Loki put him on a child leash during the flight to Japan. He also threw a tantrum to sit on a window seat, but then whined later because he could only see clouds.
-> As a romantic partner
Loyal. Very loyal. In fact, he is so loyal that he legit finds every other person ugly except you. He is so, so whipped for you to the point he physically gags thinking about someone else.
He is definitely the guy to be at a party or anywhere else and suddenly, he misses you and drops everything to go running back to wherever you are.
Just forget personal space and breathing when you are with him because he is going to shower you with so many kisses on your face that you'll actually suffocate.
Little spoon or big spoon? He doesn't care as long as he can have his head on your chest. Your calming lub-dub of your heartbeat is the mellowest lullaby for him.
If you cook or bake something and send it for his WHOLE team, then I promise you, he isn't giving a single crumb to anyone. He is inhaling everything doesn't matter if he gets stomachache later because of overeating—it's worth it, according to him.
-> Red Flags
Be honest, we all saw it coming—yes, he is very immature.
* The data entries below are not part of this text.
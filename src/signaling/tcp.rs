//! TCP signaling: newline-delimited JSON over one TCP connection.
//!
//! The answering peer listens and the offering peer connects, retrying until
//! `connect_timeout` elapses. Either wait ends early once the stop flag is
//! set. End of stream is reported as `bye`.

use anyhow::{anyhow, bail, Context, Result};
use std::io::{BufRead, BufReader, Read, Write};
use std::net::{Shutdown, SocketAddr, TcpListener, TcpStream, ToSocketAddrs};
use std::sync::atomic::{AtomicBool, Ordering};
use std::sync::{Arc, Mutex};
use std::time::{Duration, Instant};

use super::{SignalMessage, Signaling};

/// Upper bound for one signaling line.
const MAX_LINE_BYTES: u64 = 64 * 1024;

const RETRY_DELAY: Duration = Duration::from_millis(100);

const ACCEPT_POLL: Duration = Duration::from_millis(50);

/// Which side of the TCP connection this peer takes.
#[derive(Clone, Copy, Debug, PartialEq, Eq)]
pub enum TcpRole {
    Listen,
    Connect,
}

pub struct TcpSignaling {
    addr: String,
    role: TcpRole,
    connect_timeout: Duration,
    stop: Arc<AtomicBool>,
    writer: Mutex<Option<TcpStream>>,
    reader: Mutex<Option<BufReader<TcpStream>>>,
}

impl TcpSignaling {
    pub fn new(host: &str, port: u16, role: TcpRole, connect_timeout: Duration) -> Self {
        Self {
            addr: format!("{}:{}", host, port),
            role,
            connect_timeout,
            stop: Arc::new(AtomicBool::new(false)),
            writer: Mutex::new(None),
            reader: Mutex::new(None),
        }
    }

    /// Share a stop flag; setting it makes a pending `connect` fail.
    pub fn with_stop_flag(mut self, stop: Arc<AtomicBool>) -> Self {
        self.stop = stop;
        self
    }

    pub fn stop_flag(&self) -> Arc<AtomicBool> {
        self.stop.clone()
    }

    fn check_stop(&self) -> Result<()> {
        if self.stop.load(Ordering::SeqCst) {
            bail!("signaling interrupted while waiting for {}", self.addr);
        }
        Ok(())
    }

    fn resolve(&self) -> Result<SocketAddr> {
        self.addr
            .to_socket_addrs()
            .with_context(|| format!("cannot resolve signaling address {}", self.addr))?
            .next()
            .ok_or_else(|| anyhow!("signaling address {} resolves to nothing", self.addr))
    }

    fn open_stream(&self) -> Result<TcpStream> {
        let addr = self.resolve()?;
        match self.role {
            TcpRole::Listen => {
                let listener = TcpListener::bind(addr)
                    .with_context(|| format!("cannot listen for signaling on {}", addr))?;
                listener.set_nonblocking(true)?;
                log::info!("signaling: waiting for peer on {}", listener.local_addr()?);
                loop {
                    self.check_stop()?;
                    match listener.accept() {
                        Ok((stream, peer)) => {
                            stream.set_nonblocking(false)?;
                            log::info!("signaling: peer connected from {}", peer);
                            return Ok(stream);
                        }
                        Err(ref e) if e.kind() == std::io::ErrorKind::WouldBlock => {
                            std::thread::sleep(ACCEPT_POLL);
                        }
                        Err(e) => return Err(e).context("signaling accept failed"),
                    }
                }
            }
            TcpRole::Connect => {
                let deadline = Instant::now() + self.connect_timeout;
                loop {
                    self.check_stop()?;
                    match TcpStream::connect(addr) {
                        Ok(stream) => {
                            log::info!("signaling: connected to {}", addr);
                            return Ok(stream);
                        }
                        Err(err) if Instant::now() < deadline => {
                            log::debug!("signaling: {} not reachable yet: {}", addr, err);
                            std::thread::sleep(RETRY_DELAY);
                        }
                        Err(err) => {
                            return Err(err)
                                .with_context(|| format!("cannot reach signaling peer {}", addr))
                        }
                    }
                }
            }
        }
    }
}

impl Signaling for TcpSignaling {
    fn connect(&self) -> Result<()> {
        let stream = self.open_stream()?;
        stream.set_nodelay(true)?;
        let read_half = stream.try_clone()?;
        *self
            .writer
            .lock()
            .map_err(|_| anyhow!("signaling lock poisoned"))? = Some(stream);
        *self
            .reader
            .lock()
            .map_err(|_| anyhow!("signaling lock poisoned"))? = Some(BufReader::new(read_half));
        Ok(())
    }

    fn send(&self, message: &SignalMessage) -> Result<()> {
        let mut line = message.to_json()?;
        line.push('\n');
        let mut guard = self
            .writer
            .lock()
            .map_err(|_| anyhow!("signaling lock poisoned"))?;
        let stream = guard
            .as_mut()
            .ok_or_else(|| anyhow!("signaling not connected"))?;
        stream.write_all(line.as_bytes())?;
        stream.flush()?;
        Ok(())
    }

    fn receive(&self) -> Result<SignalMessage> {
        let mut guard = self
            .reader
            .lock()
            .map_err(|_| anyhow!("signaling lock poisoned"))?;
        let reader = guard
            .as_mut()
            .ok_or_else(|| anyhow!("signaling not connected"))?;
        let mut line = String::new();
        let read = reader.by_ref().take(MAX_LINE_BYTES).read_line(&mut line)?;
        if read == 0 {
            return Ok(SignalMessage::Bye);
        }
        if !line.ends_with('\n') && read as u64 == MAX_LINE_BYTES {
            bail!("signaling message exceeds {} bytes", MAX_LINE_BYTES);
        }
        SignalMessage::from_json(line.trim_end())
    }

    fn close(&self) -> Result<()> {
        let guard = self
            .writer
            .lock()
            .map_err(|_| anyhow!("signaling lock poisoned"))?;
        if let Some(stream) = guard.as_ref() {
            // Unblocks a reader parked in receive().
            let _ = stream.shutdown(Shutdown::Both);
        }
        Ok(())
    }
}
Everything is a joke to him and though at first, his personality may prevent fights and arguements, but in a longer run, it becomes draining because he doesn't take anything seriously.
If you don't find any of his 'interests' as interesting, then he'll whine and whine until you give in to his demands. However, he won't do the same for you if he isn't interested in your 'interests'. He'll just act indifferent.
He doesn't know anything about periods and he actually doesn't even try to learn about it. Even when you'll try to educate him about it, he would show no efforts and might even say that, "Girls are so dramatic."
He might indirectly, and maybe even unintentionally, humiliate you in public by talking about you in a crude or inappropriate way. Even when he is called out for it, he just thinks he is being funny.
When you'll break up with him, he'll defame your character in public. He'll make you look like the bad person, spread false rumours about you being unfaithful and will make sure his fans harasses you.
That's all, I guess.
It's a bit tough to write about him without making him seem OOC, to be honest.
I hope the above headcanons make sense.